Data for review:
------------------------------------------------------------
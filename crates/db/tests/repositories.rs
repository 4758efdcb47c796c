//! Integration tests for the token, session, user and audit repositories.
//!
//! These need a live PostgreSQL reachable through `DATABASE_URL`:
//! `cargo test -p warden-db -- --ignored`.

use chrono::{Duration, Utc};
use sqlx::PgPool;
use warden_core::hashing::token_digest;
use warden_core::providers::AuthProvider;
use warden_core::tokens::TokenKind;
use warden_db::models::audit::CreateAuthAuditLog;
use warden_db::models::session::{CreateSession, RotateSession, SessionLookup};
use warden_db::models::token::CreateToken;
use warden_db::models::user::{CreateUser, LinkProvider, UpdateProfileSetting};
use warden_db::repositories::{AuthAuditRepo, SessionRepo, TokenRepo, UserRepo};

// ---------------------------------------------------------------------------
// Helpers
// ---------------------------------------------------------------------------

fn new_user(email: &str) -> CreateUser {
    CreateUser {
        email: email.to_string(),
        password_hash: "$argon2id$v=19$m=19456,t=2,p=1$c2FsdA$aGFzaA".to_string(),
        first_name: Some("Ada".to_string()),
        last_name: None,
        role: "user".to_string(),
        provider: AuthProvider::Email,
        provider_subject: None,
        profile_picture: None,
        email_verified: false,
    }
}

fn new_session(user_id: i64, access: &str, refresh: &str) -> CreateSession {
    CreateSession {
        user_id,
        access_token_hash: token_digest(access),
        refresh_token_hash: token_digest(refresh),
        device_token: Some("device-1".to_string()),
        time_zone: None,
        login_at: Utc::now(),
    }
}

// ---------------------------------------------------------------------------
// Tokens
// ---------------------------------------------------------------------------

#[sqlx::test(migrations = "./migrations")]
#[ignore = "requires DATABASE_URL"]
async fn token_revoke_is_idempotent(pool: PgPool) {
    let now = Utc::now();
    let token = TokenRepo::create(
        &pool,
        &CreateToken {
            token_hash: token_digest("signed.jwt.value"),
            token_type: TokenKind::Refresh,
            issued_at: now,
            expires_at: now + Duration::days(7),
        },
    )
    .await
    .unwrap();
    assert!(!token.is_revoked);
    assert_eq!(token.kind().unwrap(), TokenKind::Refresh);

    assert!(TokenRepo::claim(&pool, token.id).await.unwrap());
    assert!(!TokenRepo::claim(&pool, token.id).await.unwrap());
    assert!(TokenRepo::revoke(&pool, token.id).await.unwrap());
    assert!(TokenRepo::revoke(&pool, token.id).await.unwrap());
    assert!(!TokenRepo::revoke(&pool, token.id + 1000).await.unwrap());

    let found = TokenRepo::find_by_hash(&pool, &token_digest("signed.jwt.value"))
        .await
        .unwrap()
        .unwrap();
    assert!(found.is_revoked);
}

#[sqlx::test(migrations = "./migrations")]
#[ignore = "requires DATABASE_URL"]
async fn token_digest_is_unique(pool: PgPool) {
    let now = Utc::now();
    let input = CreateToken {
        token_hash: token_digest("dup"),
        token_type: TokenKind::Access,
        issued_at: now,
        expires_at: now + Duration::minutes(15),
    };
    TokenRepo::create(&pool, &input).await.unwrap();

    let err = TokenRepo::create(&pool, &input).await.unwrap_err();
    let db_err = err.as_database_error().expect("database error");
    assert_eq!(db_err.constraint(), Some("uq_tokens_token_hash"));
}

// ---------------------------------------------------------------------------
// Users
// ---------------------------------------------------------------------------

#[sqlx::test(migrations = "./migrations")]
#[ignore = "requires DATABASE_URL"]
async fn user_create_writes_profile_settings(pool: PgPool) {
    let (user, settings) = UserRepo::create(&pool, &new_user("ada@example.com"))
        .await
        .unwrap();
    assert_eq!(user.auth_providers, vec!["email".to_string()]);
    assert!(user.provider_subjects.is_empty());
    assert_eq!(settings.user_id, user.id);
    assert!(!settings.is_email_verified);
    assert!(!settings.is_password_reset_required);

    let err = UserRepo::create(&pool, &new_user("ada@example.com"))
        .await
        .unwrap_err();
    assert_eq!(
        err.as_database_error().and_then(|e| e.constraint()),
        Some("uq_users_email")
    );
}

#[sqlx::test(migrations = "./migrations")]
#[ignore = "requires DATABASE_URL"]
async fn link_provider_is_a_set_union(pool: PgPool) {
    let (user, _) = UserRepo::create(&pool, &new_user("grace@example.com"))
        .await
        .unwrap();
    let link = LinkProvider {
        provider: AuthProvider::Google,
        subject: "google-sub-1".to_string(),
        profile_picture: Some("https://img.example.com/g.png".to_string()),
    };

    UserRepo::link_provider(&pool, user.id, &link).await.unwrap();
    let linked = UserRepo::link_provider(&pool, user.id, &LinkProvider {
        profile_picture: None,
        ..link
    })
    .await
    .unwrap()
    .unwrap();

    assert_eq!(linked.auth_providers, vec!["email".to_string(), "google".to_string()]);
    assert_eq!(linked.provider_subject(AuthProvider::Google), Some("google-sub-1"));
    assert_eq!(
        linked.profile_picture.as_deref(),
        Some("https://img.example.com/g.png")
    );
}

#[sqlx::test(migrations = "./migrations")]
#[ignore = "requires DATABASE_URL"]
async fn profile_setting_patch_applies_only_some_fields(pool: PgPool) {
    let (user, _) = UserRepo::create(&pool, &new_user("lin@example.com"))
        .await
        .unwrap();

    UserRepo::update_profile_setting(
        &pool,
        user.id,
        &UpdateProfileSetting {
            is_password_reset_required: Some(true),
            ..Default::default()
        },
    )
    .await
    .unwrap();
    let settings = UserRepo::update_profile_setting(
        &pool,
        user.id,
        &UpdateProfileSetting {
            is_email_verified: Some(true),
            ..Default::default()
        },
    )
    .await
    .unwrap()
    .unwrap();

    assert!(settings.is_email_verified);
    assert!(settings.is_password_reset_required);
}

// ---------------------------------------------------------------------------
// Sessions
// ---------------------------------------------------------------------------

#[sqlx::test(migrations = "./migrations")]
#[ignore = "requires DATABASE_URL"]
async fn rotate_only_matches_current_refresh_digest(pool: PgPool) {
    let (user, _) = UserRepo::create(&pool, &new_user("sam@example.com"))
        .await
        .unwrap();
    let session = SessionRepo::create(&pool, &new_session(user.id, "a1", "r1"))
        .await
        .unwrap();

    let rotate = |expected: &str, access: &str, refresh: &str| RotateSession {
        expected_refresh_hash: token_digest(expected),
        access_token_hash: token_digest(access),
        refresh_token_hash: token_digest(refresh),
        device_token: None,
        time_zone: Some("UTC".to_string()),
    };

    let rotated = SessionRepo::rotate(&pool, session.id, &rotate("r1", "a2", "r2"))
        .await
        .unwrap()
        .unwrap();
    assert_eq!(rotated.device_token.as_deref(), Some("device-1"));
    assert_eq!(rotated.time_zone.as_deref(), Some("UTC"));

    // A second refresh presenting the old digest loses.
    let stale = SessionRepo::rotate(&pool, session.id, &rotate("r1", "a3", "r3"))
        .await
        .unwrap();
    assert!(stale.is_none());

    let found = SessionRepo::find(&pool, &SessionLookup::refresh_token("r2", user.id))
        .await
        .unwrap();
    assert_eq!(found.map(|s| s.id), Some(session.id));
}

#[sqlx::test(migrations = "./migrations")]
#[ignore = "requires DATABASE_URL"]
async fn close_keeps_first_logout_time(pool: PgPool) {
    let (user, _) = UserRepo::create(&pool, &new_user("kim@example.com"))
        .await
        .unwrap();
    let session = SessionRepo::create(&pool, &new_session(user.id, "a", "r"))
        .await
        .unwrap();

    let first = SessionRepo::close(&pool, session.id).await.unwrap().unwrap();
    let second = SessionRepo::close(&pool, session.id).await.unwrap().unwrap();
    assert!(!first.is_active());
    assert_eq!(first.logout_at, second.logout_at);
    assert!(SessionRepo::close(&pool, session.id + 1000)
        .await
        .unwrap()
        .is_none());
}

#[sqlx::test(migrations = "./migrations")]
#[ignore = "requires DATABASE_URL"]
async fn close_all_for_user_leaves_no_active_sessions(pool: PgPool) {
    let (user, _) = UserRepo::create(&pool, &new_user("noa@example.com"))
        .await
        .unwrap();
    for i in 0..3 {
        SessionRepo::create(&pool, &new_session(user.id, &format!("a{i}"), &format!("r{i}")))
            .await
            .unwrap();
    }

    assert_eq!(SessionRepo::close_all_for_user(&pool, user.id).await.unwrap(), 3);
    assert_eq!(SessionRepo::close_all_for_user(&pool, user.id).await.unwrap(), 0);
    assert!(SessionRepo::list_active_for_user(&pool, user.id)
        .await
        .unwrap()
        .is_empty());
}

// ---------------------------------------------------------------------------
// Audit
// ---------------------------------------------------------------------------

#[sqlx::test(migrations = "./migrations")]
#[ignore = "requires DATABASE_URL"]
async fn audit_entries_are_appended(pool: PgPool) {
    let (user, _) = UserRepo::create(&pool, &new_user("eve@example.com"))
        .await
        .unwrap();
    for event in ["login_failure", "login_success"] {
        let entry = AuthAuditRepo::create(
            &pool,
            &CreateAuthAuditLog {
                user_id: Some(user.id),
                event_type: event.to_string(),
                ip_address: Some("127.0.0.1".to_string()),
                device_info: None,
                details: serde_json::json!({ "email": "eve@example.com" }),
            },
        )
        .await
        .unwrap();
        assert_eq!(entry.user_id, Some(user.id));
        assert_eq!(entry.event_type, event);
        assert_eq!(entry.details["email"], "eve@example.com");
    }

    let count: i64 = sqlx::query_scalar("SELECT COUNT(*) FROM auth_audit_logs WHERE user_id = $1")
        .bind(user.id)
        .fetch_one(&pool)
        .await
        .unwrap();
    assert_eq!(count, 2);
}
------------------------------------------------------------
Task description:
Report how many lines in the material contain "count". Write the number and stop.

Written solution:
2